Repeat the entries exactly. Leave nothing out.

++++ Supplied records

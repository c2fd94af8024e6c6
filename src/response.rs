use axum::http::StatusCode;
use axum::response::{IntoResponse, Response};
use axum::Json;
use serde::Serialize;

use crate::store::StoreError;
use crate::survey::error::SurveyError;

const REDACTED_MESSAGE: &str = "服务器内部错误";

/// Success envelope: `{ "success": true, "data": ... }`.
#[derive(Debug, Serialize)]
#[serde(rename_all = "camelCase")]
pub struct ApiResponse<T: Serialize> {
    pub success: bool,
    pub data: T,
}

#[derive(Debug, Serialize)]
#[serde(rename_all = "camelCase")]
pub struct ErrorBody {
    pub success: bool,
    pub code: String,
    pub message: String,
    pub trace_id: Option<String>,
}

/// Error returned by handlers. Operational errors are caused by the caller
/// and keep their message; anything else is logged in full and rendered with
/// a generic message.
#[derive(Debug, Clone)]
pub struct AppError {
    pub status: StatusCode,
    pub code: String,
    pub message: String,
    pub is_operational: bool,
}

impl AppError {
    fn new(status: StatusCode, code: &str, message: &str, is_operational: bool) -> Self {
        Self {
            status,
            code: code.to_string(),
            message: message.to_string(),
            is_operational,
        }
    }

    pub fn bad_request(code: &str, message: &str) -> Self {
        Self::new(StatusCode::BAD_REQUEST, code, message, true)
    }

    pub fn not_found(message: &str) -> Self {
        Self::new(StatusCode::NOT_FOUND, "NOT_FOUND", message, true)
    }

    pub fn conflict(code: &str, message: &str) -> Self {
        Self::new(StatusCode::CONFLICT, code, message, true)
    }

    pub fn internal(message: &str) -> Self {
        Self::new(StatusCode::INTERNAL_SERVER_ERROR, "INTERNAL_ERROR", message, false)
    }
}

impl IntoResponse for AppError {
    fn into_response(self) -> Response {
        let message = if self.is_operational {
            tracing::warn!(status = %self.status, code = %self.code, error = %self.message, "API error");
            self.message
        } else {
            tracing::error!(status = %self.status, code = %self.code, error = %self.message, "Internal API error");
            REDACTED_MESSAGE.to_string()
        };

        let body = ErrorBody {
            success: false,
            code: self.code,
            message,
            trace_id: None,
        };
        (self.status, Json(body)).into_response()
    }
}

// Validation 错误是调用方输入问题，可安全暴露；其余存储错误一律按 500 脱敏。
impl From<StoreError> for AppError {
    fn from(value: StoreError) -> Self {
        match &value {
            StoreError::Validation(msg) => AppError::bad_request("VALIDATION_ERROR", msg),
            _ => AppError::internal(&value.to_string()),
        }
    }
}

// 调用方错误原样暴露；词库数据或引擎缺陷按 500 处理并脱敏。
impl From<SurveyError> for AppError {
    fn from(value: SurveyError) -> Self {
        let message = value.to_string();
        match &value {
            SurveyError::InvalidAnswer { .. } => AppError::bad_request("INVALID_ANSWER", &message),
            SurveyError::SessionNotFound(_) => {
                Self::new(StatusCode::NOT_FOUND, "SESSION_NOT_FOUND", &message, true)
            }
            SurveyError::SessionAlreadyComplete { .. } => {
                AppError::conflict("SESSION_ALREADY_COMPLETE", &message)
            }
            SurveyError::NoWordAtRank { .. }
            | SurveyError::InsufficientDistractors { .. }
            | SurveyError::NoOutstandingChallenge { .. }
            | SurveyError::Config(_) => AppError::internal(&message),
        }
    }
}

pub fn ok<T: Serialize>(data: T) -> impl IntoResponse {
    (StatusCode::OK, Json(ApiResponse { success: true, data }))
}

pub fn created<T: Serialize>(data: T) -> impl IntoResponse {
    (StatusCode::CREATED, Json(ApiResponse { success: true, data }))
}

#[cfg(test)]
mod tests {
    use axum::body::to_bytes;

    use super::*;
    use crate::survey::types::Phase;

    async fn body_json(err: AppError) -> serde_json::Value {
        let body = to_bytes(err.into_response().into_body(), usize::MAX).await.unwrap();
        serde_json::from_slice(&body).unwrap()
    }

    #[tokio::test]
    async fn internal_error_is_redacted() {
        let json = body_json(AppError::internal("sled crash")).await;
        assert_eq!(json["code"], "INTERNAL_ERROR");
        assert_eq!(json["message"], REDACTED_MESSAGE);
        assert_eq!(json["success"], false);
    }

    #[tokio::test]
    async fn operational_error_keeps_message() {
        let json = body_json(AppError::bad_request("INVALID_HINT", "hint must be A1..C2")).await;
        assert_eq!(json["code"], "INVALID_HINT");
        assert_eq!(json["message"], "hint must be A1..C2");
        assert!(json.get("error").is_none());
    }

    #[test]
    fn store_validation_is_bad_request() {
        let err: AppError = StoreError::Validation("empty id".to_string()).into();
        assert_eq!(err.status, StatusCode::BAD_REQUEST);
        assert!(err.is_operational);
    }

    #[tokio::test]
    async fn survey_errors_map_to_codes() {
        let invalid: AppError = SurveyError::InvalidAnswer {
            reason: "no option selected".to_string(),
            phase: Phase::Coarse,
            question_count: 0,
        }
        .into();
        assert_eq!(invalid.status, StatusCode::BAD_REQUEST);
        assert_eq!(invalid.code, "INVALID_ANSWER");

        let missing: AppError = SurveyError::SessionNotFound("x".to_string()).into();
        assert_eq!(missing.status, StatusCode::NOT_FOUND);
        assert_eq!(missing.code, "SESSION_NOT_FOUND");

        let done: AppError = SurveyError::SessionAlreadyComplete { id: "x".to_string() }.into();
        assert_eq!(done.status, StatusCode::CONFLICT);

        let defect: AppError = SurveyError::NoWordAtRank { rank: 5 }.into();
        assert!(!defect.is_operational);
        let json = body_json(defect).await;
        assert!(!json["message"].as_str().unwrap().contains("rank 5"));
    }
}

++++++++

Answer for the task:
repository c2fd94af8024e6c6
filename src/response.rs
use axum::http::StatusCode;
use axum::response::{IntoResponse, Response};
use axum::Json;
use serde::Serialize;

use crate::store::StoreError;
use crate::survey::error::SurveyError;

const REDACTED_MESSAGE: &str = "服务器内部错误";

/// Success envelope: `{ "success": true, "data": ... }`.
#[derive(Debug, Serialize)]
#[serde(rename_all = "camelCase")]
pub struct ApiResponse<T: Serialize> {
    pub success: bool,
    pub data: T,
}

#[derive(Debug, Serialize)]
#[serde(rename_all = "camelCase")]
pub struct ErrorBody {
    pub success: bool,
    pub code: String,
    pub message: String,
    pub trace_id: Option<String>,
}

/// Error returned by handlers. Operational errors are caused by the caller
/// and keep their message; anything else is logged in full and rendered with
/// a generic message.
#[derive(Debug, Clone)]
pub struct AppError {
    pub status: StatusCode,
    pub code: String,
    pub message: String,
    pub is_operational: bool,
}

impl AppError {
    fn new(status: StatusCode, code: &str, message: &str, is_operational: bool) -> Self {
        Self {
            status,
            code: code.to_string(),
            message: message.to_string(),
            is_operational,
        }
    }

    pub fn bad_request(code: &str, message: &str) -> Self {
        Self::new(StatusCode::BAD_REQUEST, code, message, true)
    }

    pub fn not_found(message: &str) -> Self {
        Self::new(StatusCode::NOT_FOUND, "NOT_FOUND", message, true)
    }

    pub fn conflict(code: &str, message: &str) -> Self {
        Self::new(StatusCode::CONFLICT, code, message, true)
    }

    pub fn internal(message: &str) -> Self {
        Self::new(StatusCode::INTERNAL_SERVER_ERROR, "INTERNAL_ERROR", message, false)
    }
}

impl IntoResponse for AppError {
    fn into_response(self) -> Response {
        let message = if self.is_operational {
            tracing::warn!(status = %self.status, code = %self.code, error = %self.message, "API error");
            self.message
        } else {
            tracing::error!(status = %self.status, code = %self.code, error = %self.message, "Internal API error");
            REDACTED_MESSAGE.to_string()
        };

        let body = ErrorBody {
            success: false,
            code: self.code,
            message,
            trace_id: None,
        };
        (self.status, Json(body)).into_response()
    }
}

// Validation 错误是调用方输入问题，可安全暴露；其余存储错误一律按 500 脱敏。
impl From<StoreError> for AppError {
    fn from(value: StoreError) -> Self {
        match &value {
            StoreError::Validation(msg) => AppError::bad_request("VALIDATION_ERROR", msg),
            _ => AppError::internal(&value.to_string()),
        }
    }
}

// 调用方错误原样暴露；词库数据或引擎缺陷按 500 处理并脱敏。
impl From<SurveyError> for AppError {
    fn from(value: SurveyError) -> Self {
        let message = value.to_string();
        match &value {
            SurveyError::InvalidAnswer { .. } => AppError::bad_request("INVALID_ANSWER", &message),
            SurveyError::SessionNotFound(_) => {
                Self::new(StatusCode::NOT_FOUND, "SESSION_NOT_FOUND", &message, true)
            }
            SurveyError::SessionAlreadyComplete { .. } => {
                AppError::conflict("SESSION_ALREADY_COMPLETE", &message)
            }
            SurveyError::NoWordAtRank { .. }
            | SurveyError::InsufficientDistractors { .. }
            | SurveyError::NoOutstandingChallenge { .. }
            | SurveyError::Config(_) => AppError::internal(&message),
        }
    }
}

pub fn ok<T: Serialize>(data: T) -> impl IntoResponse {
    (StatusCode::OK, Json(ApiResponse { success: true, data }))
}

pub fn created<T: Serialize>(data: T) -> impl IntoResponse {
    (StatusCode::CREATED, Json(ApiResponse { success: true, data }))
}

#[cfg(test)]
mod tests {
    use axum::body::to_bytes;

    use super::*;
    use crate::survey::types::Phase;

    async fn body_json(err: AppError) -> serde_json::Value {
        let body = to_bytes(err.into_response().into_body(), usize::MAX).await.unwrap();
        serde_json::from_slice(&body).unwrap()
    }

    #[tokio::test]
    async fn internal_error_is_redacted() {
        let json = body_json(AppError::internal("sled crash")).await;
        assert_eq!(json["code"], "INTERNAL_ERROR");
        assert_eq!(json["message"], REDACTED_MESSAGE);
        assert_eq!(json["success"], false);
    }

    #[tokio::test]
    async fn operational_error_keeps_message() {
        let json = body_json(AppError::bad_request("INVALID_HINT", "hint must be A1..C2")).await;
        assert_eq!(json["code"], "INVALID_HINT");
        assert_eq!(json["message"], "hint must be A1..C2");
        assert!(json.get("error").is_none());
    }

    #[test]
    fn store_validation_is_bad_request() {
        let err: AppError = StoreError::Validation("empty id".to_string()).into();
        assert_eq!(err.status, StatusCode::BAD_REQUEST);
        assert!(err.is_operational);
    }

    #[tokio::test]
    async fn survey_errors_map_to_codes() {
        let invalid: AppError = SurveyError::InvalidAnswer {
            reason: "no option selected".to_string(),
            phase: Phase::Coarse,
            question_count: 0,
        }
        .into();
        assert_eq!(invalid.status, StatusCode::BAD_REQUEST);
        assert_eq!(invalid.code, "INVALID_ANSWER");

        let missing: AppError = SurveyError::SessionNotFound("x".to_string()).into();
        assert_eq!(missing.status, StatusCode::NOT_FOUND);
        assert_eq!(missing.code, "SESSION_NOT_FOUND");

        let done: AppError = SurveyError::SessionAlreadyComplete { id: "x".to_string() }.into();
        assert_eq!(done.status, StatusCode::CONFLICT);

        let defect: AppError = SurveyError::NoWordAtRank { rank: 5 }.into();
        assert!(!defect.is_operational);
        let json = body_json(defect).await;
        assert!(!json["message"].as_str().unwrap().contains("rank 5"));
    }
}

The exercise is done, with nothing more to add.